## WORK REQUEST
Copy the data. Keep every character as given.

[Stored dataset items]
###

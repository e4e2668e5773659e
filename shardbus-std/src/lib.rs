//! # shardbus-std
//!
//! The specialized dispatcher and its multi-shard expander for the
//! Shardbus event bus.
//!
//! This crate provides:
//!
//! - [`DispatcherShard`] — a fixed-capacity registry plus the specialized
//!   dispatch plan generated by `bind()`.
//! - [`Expander`] — partitions handlers across multiple shards once a
//!   single shard's [`MAX_METHODS`] capacity is outgrown.
//!
//! # Quick start
//!
//! ```rust,ignore
//! use shardbus_core::{EventKind, Handler, HandlerDescriptor};
//! use shardbus_std::DispatcherShard;
//! use std::sync::Arc;
//!
//! let mut shard = DispatcherShard::new();
//! shard.register(HandlerDescriptor::builder(Arc::new(MyHandler), MyHandler::on_event)
//!     .priority(10)
//!     .build()?)?;
//! shard.bind();
//! let event = shard.post(MyEvent::default())?;
//! ```

#![deny(clippy::pub_use, clippy::wildcard_imports)]
#![warn(missing_docs)]

// Re-export core traits
pub use shardbus_core;

mod expander;
mod shard;

pub use expander::Expander;
pub use shard::{DispatcherShard, ShardState, MAX_METHODS};
//! Shared fixtures for the facade crate's end-to-end tests: event types
//! and handler targets mirroring the scenarios from the design's
//! testable-properties section.

#![allow(dead_code)]

use std::any::{Any, TypeId};
use std::sync::{Arc, Mutex, OnceLock};

use shardbus::{CancellableMut, CancellableRef, EnabledHandle, EventKind, Filter, Handler};

/// A plain, non-cancellable event with no declared ancestry.
pub struct Ping(pub &'static str);

impl EventKind for Ping {
    fn as_any(&self) -> &dyn Any {
        self
    }
    fn as_any_mut(&mut self) -> &mut dyn Any {
        self
    }
}

/// A cancellable event.
pub struct Signal {
    pub cancelled: bool,
}

impl EventKind for Signal {
    fn as_cancellable_mut(&mut self) -> Option<&mut dyn CancellableMut> {
        Some(self)
    }
    fn as_cancellable(&self) -> Option<&dyn CancellableRef> {
        Some(self)
    }
    fn as_any(&self) -> &dyn Any {
        self
    }
    fn as_any_mut(&mut self) -> &mut dyn Any {
        self
    }
}

impl CancellableRef for Signal {
    fn is_cancelled(&self) -> bool {
        self.cancelled
    }
}

impl CancellableMut for Signal {
    fn set_cancelled(&mut self, cancelled: bool) {
        self.cancelled = cancelled;
    }
}

/// Base event type; `Derived` and `OtherDerived` both declare it as a
/// supertype.
pub struct BaseEvent;
impl EventKind for BaseEvent {
    fn as_any(&self) -> &dyn Any {
        self
    }
    fn as_any_mut(&mut self) -> &mut dyn Any {
        self
    }
}

pub struct DerivedEvent;
impl EventKind for DerivedEvent {
    fn supertypes() -> &'static [TypeId] {
        static IDS: OnceLock<[TypeId; 1]> = OnceLock::new();
        IDS.get_or_init(|| [TypeId::of::<BaseEvent>()])
    }
    fn as_any(&self) -> &dyn Any {
        self
    }
    fn as_any_mut(&mut self) -> &mut dyn Any {
        self
    }
}

pub struct OtherDerivedEvent;
impl EventKind for OtherDerivedEvent {
    fn supertypes() -> &'static [TypeId] {
        static IDS: OnceLock<[TypeId; 1]> = OnceLock::new();
        IDS.get_or_init(|| [TypeId::of::<BaseEvent>()])
    }
    fn as_any(&self) -> &dyn Any {
        self
    }
    fn as_any_mut(&mut self) -> &mut dyn Any {
        self
    }
}

/// A handler target recording every invocation it receives, in order.
#[derive(Default)]
pub struct Recorder {
    log: Mutex<Vec<&'static str>>,
    enabled: EnabledHandle,
}

impl Recorder {
    pub fn new() -> Self {
        Self {
            log: Mutex::new(Vec::new()),
            enabled: EnabledHandle::new(),
        }
    }

    pub fn with_enabled(enabled: bool) -> Self {
        Self {
            log: Mutex::new(Vec::new()),
            enabled: EnabledHandle::with_initial(enabled),
        }
    }

    pub fn push(&self, tag: &'static str) {
        self.log.lock().unwrap().push(tag);
    }

    pub fn snapshot(&self) -> Vec<&'static str> {
        self.log.lock().unwrap().clone()
    }

    pub fn enabled_handle(&self) -> EnabledHandle {
        self.enabled.clone()
    }
}

impl Handler for Recorder {
    fn is_enabled(&self) -> bool {
        self.enabled.get()
    }
}

/// A filter that always returns `false`, skipping its owning handler.
#[derive(Default)]
pub struct RejectAll;
impl<E> Filter<E> for RejectAll {
    fn filter(&self, _event: &E) -> bool {
        false
    }
}

/// Shared counter used by the async-bus feedback scenario.
#[derive(Default)]
pub struct SharedCounter(Arc<Mutex<Vec<u32>>>);

impl SharedCounter {
    pub fn new() -> Self {
        Self(Arc::new(Mutex::new(Vec::new())))
    }

    pub fn handle(&self) -> Arc<Mutex<Vec<u32>>> {
        Arc::clone(&self.0)
    }
}

/// A cloneable counting event for the async bus, which requires `Clone`.
#[derive(Clone)]
pub struct Tick(pub u32);

impl EventKind for Tick {
    fn as_any(&self) -> &dyn Any {
        self
    }
    fn as_any_mut(&mut self) -> &mut dyn Any {
        self
    }
}

/// Handler target for the async feedback scenario: appends the tick's
/// payload to a shared, mutex-guarded list.
pub struct TickSink(pub Arc<Mutex<Vec<u32>>>);
impl Handler for TickSink {}

pub fn record_tick(t: &TickSink, e: &mut Tick) {
    t.0.lock().unwrap().push(e.0);
}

###

## WRITTEN SOLUTION
repository e4e2668e5773659e
filename shardbus-std/src/lib.rs
//! # shardbus-std
//!
//! The specialized dispatcher and its multi-shard expander for the
//! Shardbus event bus.
//!
//! This crate provides:
//!
//! - [`DispatcherShard`] — a fixed-capacity registry plus the specialized
//!   dispatch plan generated by `bind()`.
//! - [`Expander`] — partitions handlers across multiple shards once a
//!   single shard's [`MAX_METHODS`] capacity is outgrown.
//!
//! # Quick start
//!
//! ```rust,ignore
//! use shardbus_core::{EventKind, Handler, HandlerDescriptor};
//! use shardbus_std::DispatcherShard;
//! use std::sync::Arc;
//!
//! let mut shard = DispatcherShard::new();
//! shard.register(HandlerDescriptor::builder(Arc::new(MyHandler), MyHandler::on_event)
//!     .priority(10)
//!     .build()?)?;
//! shard.bind();
//! let event = shard.post(MyEvent::default())?;
//! ```

#![deny(clippy::pub_use, clippy::wildcard_imports)]
#![warn(missing_docs)]

// Re-export core traits
pub use shardbus_core;

mod expander;
mod shard;

pub use expander::Expander;
pub use shard::{DispatcherShard, ShardState, MAX_METHODS};
//! Shared fixtures for the facade crate's end-to-end tests: event types
//! and handler targets mirroring the scenarios from the design's
//! testable-properties section.

#![allow(dead_code)]

use std::any::{Any, TypeId};
use std::sync::{Arc, Mutex, OnceLock};

use shardbus::{CancellableMut, CancellableRef, EnabledHandle, EventKind, Filter, Handler};

/// A plain, non-cancellable event with no declared ancestry.
pub struct Ping(pub &'static str);

impl EventKind for Ping {
    fn as_any(&self) -> &dyn Any {
        self
    }
    fn as_any_mut(&mut self) -> &mut dyn Any {
        self
    }
}

/// A cancellable event.
pub struct Signal {
    pub cancelled: bool,
}

impl EventKind for Signal {
    fn as_cancellable_mut(&mut self) -> Option<&mut dyn CancellableMut> {
        Some(self)
    }
    fn as_cancellable(&self) -> Option<&dyn CancellableRef> {
        Some(self)
    }
    fn as_any(&self) -> &dyn Any {
        self
    }
    fn as_any_mut(&mut self) -> &mut dyn Any {
        self
    }
}

impl CancellableRef for Signal {
    fn is_cancelled(&self) -> bool {
        self.cancelled
    }
}

impl CancellableMut for Signal {
    fn set_cancelled(&mut self, cancelled: bool) {
        self.cancelled = cancelled;
    }
}

/// Base event type; `Derived` and `OtherDerived` both declare it as a
/// supertype.
pub struct BaseEvent;
impl EventKind for BaseEvent {
    fn as_any(&self) -> &dyn Any {
        self
    }
    fn as_any_mut(&mut self) -> &mut dyn Any {
        self
    }
}

pub struct DerivedEvent;
impl EventKind for DerivedEvent {
    fn supertypes() -> &'static [TypeId] {
        static IDS: OnceLock<[TypeId; 1]> = OnceLock::new();
        IDS.get_or_init(|| [TypeId::of::<BaseEvent>()])
    }
    fn as_any(&self) -> &dyn Any {
        self
    }
    fn as_any_mut(&mut self) -> &mut dyn Any {
        self
    }
}

pub struct OtherDerivedEvent;
impl EventKind for OtherDerivedEvent {
    fn supertypes() -> &'static [TypeId] {
        static IDS: OnceLock<[TypeId; 1]> = OnceLock::new();
        IDS.get_or_init(|| [TypeId::of::<BaseEvent>()])
    }
    fn as_any(&self) -> &dyn Any {
        self
    }
    fn as_any_mut(&mut self) -> &mut dyn Any {
        self
    }
}

/// A handler target recording every invocation it receives, in order.
#[derive(Default)]
pub struct Recorder {
    log: Mutex<Vec<&'static str>>,
    enabled: EnabledHandle,
}

impl Recorder {
    pub fn new() -> Self {
        Self {
            log: Mutex::new(Vec::new()),
            enabled: EnabledHandle::new(),
        }
    }

    pub fn with_enabled(enabled: bool) -> Self {
        Self {
            log: Mutex::new(Vec::new()),
            enabled: EnabledHandle::with_initial(enabled),
        }
    }

    pub fn push(&self, tag: &'static str) {
        self.log.lock().unwrap().push(tag);
    }

    pub fn snapshot(&self) -> Vec<&'static str> {
        self.log.lock().unwrap().clone()
    }

    pub fn enabled_handle(&self) -> EnabledHandle {
        self.enabled.clone()
    }
}

impl Handler for Recorder {
    fn is_enabled(&self) -> bool {
        self.enabled.get()
    }
}

/// A filter that always returns `false`, skipping its owning handler.
#[derive(Default)]
pub struct RejectAll;
impl<E> Filter<E> for RejectAll {
    fn filter(&self, _event: &E) -> bool {
        false
    }
}

/// Shared counter used by the async-bus feedback scenario.
#[derive(Default)]
pub struct SharedCounter(Arc<Mutex<Vec<u32>>>);

impl SharedCounter {
    pub fn new() -> Self {
        Self(Arc::new(Mutex::new(Vec::new())))
    }

    pub fn handle(&self) -> Arc<Mutex<Vec<u32>>> {
        Arc::clone(&self.0)
    }
}

/// A cloneable counting event for the async bus, which requires `Clone`.
#[derive(Clone)]
pub struct Tick(pub u32);

impl EventKind for Tick {
    fn as_any(&self) -> &dyn Any {
        self
    }
    fn as_any_mut(&mut self) -> &mut dyn Any {
        self
    }
}

/// Handler target for the async feedback scenario: appends the tick's
/// payload to a shared, mutex-guarded list.
pub struct TickSink(pub Arc<Mutex<Vec<u32>>>);
impl Handler for TickSink {}

pub fn record_tick(t: &TickSink, e: &mut Tick) {
    t.0.lock().unwrap().push(e.0);
}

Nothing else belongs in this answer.